Bildschirmfoto des Originalartikels auf epravda.com.ua
Infolge eines massiven russischen Angriffs in der Nacht zum 24. Mai wurde der Lagerkomplex des Vertriebsunternehmens „Omega“ in der Region Kiew erheblich beschädigt.
Dies teilte das Unternehmen „Omega“ mit.
„Wir teilen mit, dass das Verteilzentrum in Kiew infolge des Angriffs des Aggressorstaates beschädigt wurde“, heißt es auf der Website des Unternehmens, das Autoteile liefert.
Nach dem Angriff wurden die Lieferungen aus dem Verteilzentrum in Kiew vorübergehend ausgesetzt.

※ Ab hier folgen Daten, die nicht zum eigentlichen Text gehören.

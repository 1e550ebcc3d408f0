//! A Discord music bot: prefix and slash commands feeding a songbird-backed
//! queue, with queue lifecycle events rendered as embeds and a one-shot
//! YouTube fallback when SoundCloud rate-limits a search.

use std::sync::Arc;

pub mod commands;
pub mod config;
pub mod events;
pub mod fallback;
pub mod framework;
pub mod notifications;
pub mod player;
pub mod state;

pub type Error = Box<dyn std::error::Error + Send + Sync>;
pub type Context<'a> = poise::Context<'a, Data, Error>;
pub type CommandResult = Result<(), Error>;

/// User data, which is stored and accessible in all command invocations
pub struct Data {
    pub player: Arc<player::SongbirdPlayer>,
    pub memory: Arc<state::GuildMemory>,
    pub config: Arc<config::Config>,
}
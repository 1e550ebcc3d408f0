//! Mock implementations of the seams between the bot's components

use std::sync::{Arc, Mutex};

use async_trait::async_trait;
use mockall::mock;
use rusty_tunes::fallback::VoiceLookup;
use rusty_tunes::notifications::Announcer;
use rusty_tunes::player::{PlayOptions, PlayerResult, QueueEngine, VoiceTarget};
use serenity::all::{ChannelId, CreateEmbed, GuildId, UserId};

mock! {
    pub Engine {}

    #[async_trait]
    impl QueueEngine for Engine {
        async fn play(
            &self,
            target: VoiceTarget,
            query: String,
            options: PlayOptions,
        ) -> PlayerResult<()>;
    }
}

mock! {
    pub Chat {}

    #[async_trait]
    impl Announcer for Chat {
        async fn announce(&self, channel: ChannelId, embed: CreateEmbed);
    }
}

mock! {
    pub Voice {}

    impl VoiceLookup for Voice {
        fn member_channel(&self, guild_id: GuildId, user_id: UserId) -> Option<ChannelId>;
    }
}

/// Every message an announcer was asked to send, as serialized embeds
pub type Sent = Arc<Mutex<Vec<(ChannelId, serde_json::Value)>>>;

/// An announcer that accepts any number of messages and records them
pub fn recording_announcer() -> (MockChat, Sent) {
    let sent: Sent = Arc::default();
    let recorder = Arc::clone(&sent);

    let mut announcer = MockChat::new();
    announcer.expect_announce().returning(move |channel, embed| {
        let json = serde_json::to_value(&embed).expect("embed serializes");
        recorder.lock().unwrap().push((channel, json));
    });
    (announcer, sent)
}

/// Titles of the recorded messages, in send order
pub fn titles(sent: &Sent) -> Vec<String> {
    sent.lock()
        .unwrap()
        .iter()
        .map(|(_, embed)| embed["title"].as_str().unwrap_or_default().to_string())
        .collect()
}

/// A voice lookup where the requester is in `channel`, or nowhere
pub fn voice_lookup(channel: Option<ChannelId>) -> MockVoice {
    let mut voice = MockVoice::new();
    voice
        .expect_member_channel()
        .returning(move |_, _| channel);
    voice
}

/// An engine that must never be asked to play
pub fn idle_engine() -> MockEngine {
    let mut engine = MockEngine::new();
    engine.expect_play().never();
    engine
}
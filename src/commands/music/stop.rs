use tracing::info;

use crate::notifications::embeds;
use crate::{CommandResult, Context};

pub async fn stop(ctx: Context<'_>) -> CommandResult {
    let guild_id = super::guild_id(ctx)?;

    let reply = match ctx.data().player.leave(guild_id).await {
        Ok(()) => {
            info!("Stopped playback in guild {} at {}'s request", guild_id, ctx.author().name);
            embeds::stopped()
        }
        Err(e) => embeds::error_reply(e.to_string()),
    };
    ctx.send(reply).await?;

    Ok(())
}
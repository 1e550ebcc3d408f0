//! Slash command definitions, published with one bulk overwrite at startup.

use serenity::all::GuildChannel;

use super::{help as shared_help, music};
use crate::{CommandResult, Context, Data, Error};

/// Every slash command definition, in load order
pub fn all() -> Vec<poise::Command<Data, Error>> {
    vec![
        play(),
        skip(),
        stop(),
        pause(),
        resume(),
        queue(),
        setchannel(),
        help(),
    ]
}

/// Play a track or playlist from a URL or a search
#[poise::command(slash_command, guild_only, category = "Music")]
pub async fn play(
    ctx: Context<'_>,
    #[description = "URL or search query"] query: String,
) -> CommandResult {
    music::play(ctx, query).await
}

/// Skip the current track
#[poise::command(slash_command, guild_only, category = "Music")]
pub async fn skip(ctx: Context<'_>) -> CommandResult {
    music::skip(ctx).await
}

/// Stop playback, clear the queue and leave
#[poise::command(slash_command, guild_only, category = "Music")]
pub async fn stop(ctx: Context<'_>) -> CommandResult {
    music::stop(ctx).await
}

/// Pause the current track
#[poise::command(slash_command, guild_only, category = "Music")]
pub async fn pause(ctx: Context<'_>) -> CommandResult {
    music::pause(ctx).await
}

/// Resume the paused track
#[poise::command(slash_command, guild_only, category = "Music")]
pub async fn resume(ctx: Context<'_>) -> CommandResult {
    music::resume(ctx).await
}

/// Show the current track and what's queued after it
#[poise::command(slash_command, guild_only, category = "Music")]
pub async fn queue(ctx: Context<'_>) -> CommandResult {
    music::queue(ctx).await
}

/// Set the voice channel used when the requester isn't in one
#[poise::command(slash_command, guild_only, category = "Music")]
pub async fn setchannel(
    ctx: Context<'_>,
    #[description = "Voice channel to default to (defaults to yours)"]
    #[channel_types("Voice", "Stage")]
    channel: Option<GuildChannel>,
) -> CommandResult {
    music::setchannel(ctx, channel).await
}

/// Show the available commands
#[poise::command(slash_command, category = "General")]
pub async fn help(
    ctx: Context<'_>,
    #[description = "Specific command to show help about"]
    #[autocomplete = "poise::builtins::autocomplete_command"]
    command: Option<String>,
) -> CommandResult {
    shared_help::help(ctx, command).await
}
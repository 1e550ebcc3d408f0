use poise::CreateReply;
use serenity::all::{CreateEmbed, Timestamp};

use crate::player::{PlayerError, PlaylistInfo, QueueEvent, Requester, Source, TrackInfo};

const UNKNOWN_REQUESTER: &str = "Unknown";

fn requester_name(requester: Option<&Requester>) -> &str {
    requester.map_or(UNKNOWN_REQUESTER, |r| r.name.as_str())
}

fn stamped(title: &str, color: u32) -> CreateEmbed {
    CreateEmbed::new()
        .title(title)
        .color(color)
        .timestamp(Timestamp::now())
}

/// The message announcing a queue event
pub fn for_event(event: &QueueEvent) -> CreateEmbed {
    match event {
        QueueEvent::TrackAdded { track, .. } => track_added(track),
        QueueEvent::PlaylistAdded { playlist, .. } => playlist_added(playlist),
        QueueEvent::Finished { .. } => finished(),
        QueueEvent::Disconnected { .. } => disconnected(),
        QueueEvent::Empty { .. } => channel_empty(),
        QueueEvent::Error { error, .. } => playback_error(error),
    }
}

pub fn track_added(track: &TrackInfo) -> CreateEmbed {
    let mut embed = stamped("➕ Track added", 0x00bfff)
        .description(format!("[{}]({})", track.title, track.url))
        .field("⏱ Duration", track.formatted_duration(), true)
        .field(
            "👤 Requested by",
            requester_name(track.requester.as_ref()),
            true,
        );

    if let Some(thumbnail) = &track.thumbnail {
        embed = embed.thumbnail(thumbnail);
    }
    embed
}

pub fn playlist_added(playlist: &PlaylistInfo) -> CreateEmbed {
    let mut embed = stamped("📃 Playlist added", 0x9b59b6)
        .description(format!("[{}]({})", playlist.name, playlist.url))
        .field("🎶 Tracks", playlist.tracks.len().to_string(), true)
        .field(
            "👤 Requested by",
            requester_name(playlist.requester.as_ref()),
            true,
        );

    if let Some(thumbnail) = playlist.tracks.first().and_then(|t| t.thumbnail.as_ref()) {
        embed = embed.thumbnail(thumbnail);
    }
    embed
}

pub fn finished() -> CreateEmbed {
    stamped("✅ Playback finished", 0x2ecc71)
        .description("The queue has ended. Thanks for listening!")
}

pub fn disconnected() -> CreateEmbed {
    stamped("📤 Disconnected", 0xe67e22).description("I was disconnected from the voice channel.")
}

pub fn channel_empty() -> CreateEmbed {
    stamped("📭 Channel empty", 0xf39c12)
        .description("The voice channel is empty, so I'm leaving.")
}

pub fn playback_error(error: &PlayerError) -> CreateEmbed {
    stamped("❌ Playback error", 0xff0000).description(format!("**{}**", error))
}

pub fn fallback_started() -> CreateEmbed {
    stamped(
        &format!("⚠️ {} rate limit reached", Source::PRIMARY),
        0xffcc00,
    )
    .description(format!("Trying {} instead...", Source::FALLBACK))
}

pub fn fallback_failed(error: &PlayerError) -> CreateEmbed {
    stamped("❌ Fallback failed", 0xff0000).description(format!(
        "Could not play from {}: {}",
        Source::FALLBACK,
        error
    ))
}

pub fn no_fallback_target() -> CreateEmbed {
    stamped("⚠️ No voice channel available", 0xff9900)
        .description("No voice channel was found to retry the request in.")
}

/// Replies used directly by commands
pub fn searching(query: &str) -> CreateReply {
    CreateReply::default().embed(
        CreateEmbed::new()
            .title("🔎 Searching")
            .description(format!("`{}`", query))
            .color(0x00bfff),
    )
}

pub fn error_reply(message: impl Into<String>) -> CreateReply {
    CreateReply::default()
        .embed(
            CreateEmbed::new()
                .title("❌ Error")
                .description(message)
                .color(0xff0000),
        )
        .ephemeral(true)
}

pub fn track_action(title: &str, verb: &str, track: &TrackInfo) -> CreateReply {
    CreateReply::default().embed(
        CreateEmbed::new()
            .title(title)
            .description(format!("{} [{}]({})", verb, track.title, track.url))
            .color(0x00ff00),
    )
}

pub fn stopped() -> CreateReply {
    CreateReply::default().embed(
        CreateEmbed::new()
            .title("⏹️ Stopped")
            .description("Playback stopped, queue cleared and voice channel left")
            .color(0x00ff00),
    )
}

pub fn default_channel_set(channel_mention: String) -> CreateReply {
    CreateReply::default().embed(
        CreateEmbed::new()
            .title("📌 Default voice channel")
            .description(format!("I'll use {} when nobody is in voice", channel_mention))
            .color(0x00ff00),
    )
}

/// Create an embed for the music queue
pub fn music_queue(tracks: &[TrackInfo]) -> CreateReply {
    let mut description = String::new();

    match tracks.split_first() {
        None => description.push_str("**📭 Queue is empty**"),
        Some((current, upcoming)) => {
            description.push_str("**🎵 Now Playing**\n");
            description.push_str(&format!(
                "[{}]({}) `{}` • {}\n\n",
                current.title,
                current.url,
                current.formatted_duration(),
                requester_name(current.requester.as_ref())
            ));

            if upcoming.is_empty() {
                description.push_str("Nothing queued after this track");
            } else {
                description.push_str(&format!("**📋 Up next - {} tracks**\n", upcoming.len()));
                for (index, track) in upcoming.iter().take(10).enumerate() {
                    description.push_str(&format!(
                        "{}. [{}]({}) `{}`\n",
                        index + 1,
                        track.title,
                        track.url,
                        track.formatted_duration()
                    ));
                }
                if upcoming.len() > 10 {
                    description.push_str(&format!("...and {} more", upcoming.len() - 10));
                }
            }
        }
    }

    CreateReply::default().embed(
        CreateEmbed::new()
            .title("🎵 Music Queue")
            .description(description)
            .color(0x00ff00),
    )
}
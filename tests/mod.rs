//! Test suite for the rusty-tunes bot
//! Integration tests drive the command registry, the notifier and the
//! fallback through their trait seams with mocked collaborators.

pub mod common;
pub mod integration;

// Re-export commonly used testing utilities
pub use assert_matches::assert_matches;
pub use pretty_assertions::assert_eq;
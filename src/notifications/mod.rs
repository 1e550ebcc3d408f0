//! Turns queue events into chat messages.

pub mod embeds;

use std::sync::Arc;

use async_trait::async_trait;
use serenity::all::{ChannelId, CreateEmbed, CreateMessage, Http};
use tokio::sync::mpsc;
use tokio::task::JoinHandle;
use tracing::{debug, error, info, warn};

use crate::fallback::{FallbackCoordinator, FallbackOutcome};
use crate::player::QueueEvent;

/// Somewhere embeds can be posted
#[async_trait]
pub trait Announcer: Send + Sync {
    /// Fire-and-forget: failures are logged, never returned.
    async fn announce(&self, channel: ChannelId, embed: CreateEmbed);
}

#[async_trait]
impl Announcer for Http {
    async fn announce(&self, channel: ChannelId, embed: CreateEmbed) {
        if let Err(e) = channel
            .send_message(self, CreateMessage::new().embed(embed))
            .await
        {
            warn!("Failed to send notification to channel {}: {}", channel, e);
        }
    }
}

/// Consumes the queue event stream, one event at a time
pub struct Notifier {
    announcer: Arc<dyn Announcer>,
    fallback: Arc<FallbackCoordinator>,
}

impl Notifier {
    pub fn new(announcer: Arc<dyn Announcer>, fallback: Arc<FallbackCoordinator>) -> Self {
        Self {
            announcer,
            fallback,
        }
    }

    /// Announce one event. A rate limit also starts the fallback on its own
    /// task, whose handle is returned.
    pub async fn dispatch(&self, event: QueueEvent) -> Option<JoinHandle<FallbackOutcome>> {
        let queue = event.queue();
        let Some(channel) = queue.text_channel else {
            debug!(
                "No text channel known for guild {}, dropping {:?}",
                queue.guild_id, event
            );
            return None;
        };

        if let QueueEvent::Error { error, .. } = &event {
            error!(
                "Queue error in guild {} [{}]: {}",
                queue.guild_id,
                error.code(),
                error
            );
        }

        self.announcer
            .announce(channel, embeds::for_event(&event))
            .await;

        match &event {
            QueueEvent::Error { error, .. } if error.is_rate_limited() => {
                let fallback = Arc::clone(&self.fallback);
                Some(tokio::spawn(async move {
                    let outcome = fallback.recover(queue.guild_id, channel).await;
                    debug!("Fallback for guild {} ended: {:?}", queue.guild_id, outcome);
                    outcome
                }))
            }
            _ => None,
        }
    }

    /// Run until every sender of the event stream is gone.
    pub async fn run(self, mut events: mpsc::UnboundedReceiver<QueueEvent>) {
        info!("Notifier listening for queue events");
        while let Some(event) = events.recv().await {
            self.dispatch(event).await;
        }
        info!("Queue event stream closed, notifier stopping");
    }
}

Gleichzeitig wurden die Lieferungen aus den regionalen Lagern wie gewohnt fortgesetzt.
„Über die Wiederaufnahme des Betriebs des Verteilzentrums in Kiew sowie über etwaige Änderungen werden wir Sie gesondert informieren“, teilte das Unternehmen mit.
Nach Angaben des Staatlichen Dienstes für Notfälle betrug die Brandfläche 10.000 Quadratmeter, die Gesamtfläche des Lagerkomplexes selbst über 27.000 Quadratmeter.
Zuvor hatte das Unternehmen mitgeteilt, dass ein Brand am 19. November in Lemberg unserem Verteilzentrum in Lemberg schweren Schaden zugefügt habe.
„Der Brand hat die Waren zerstört und die Räumlichkeiten erheblich beschädigt, was unser Team vor eine weitere große Herausforderung stellt“, hieß es auf der Facebook-Seite des Unternehmens.
„Wir haben uns noch nicht vollständig von der Zerstörung des Verteilzentrums in Charkiw erholt. Zwei Schicksalsschläge in diesem Jahr – das ist eine Prüfung, die unsere Widerstandsfähigkeit auf die Probe stellt. Dennoch arbeiten wir weiter und passen unsere Prozesse an“, teilte das Unternehmen mit.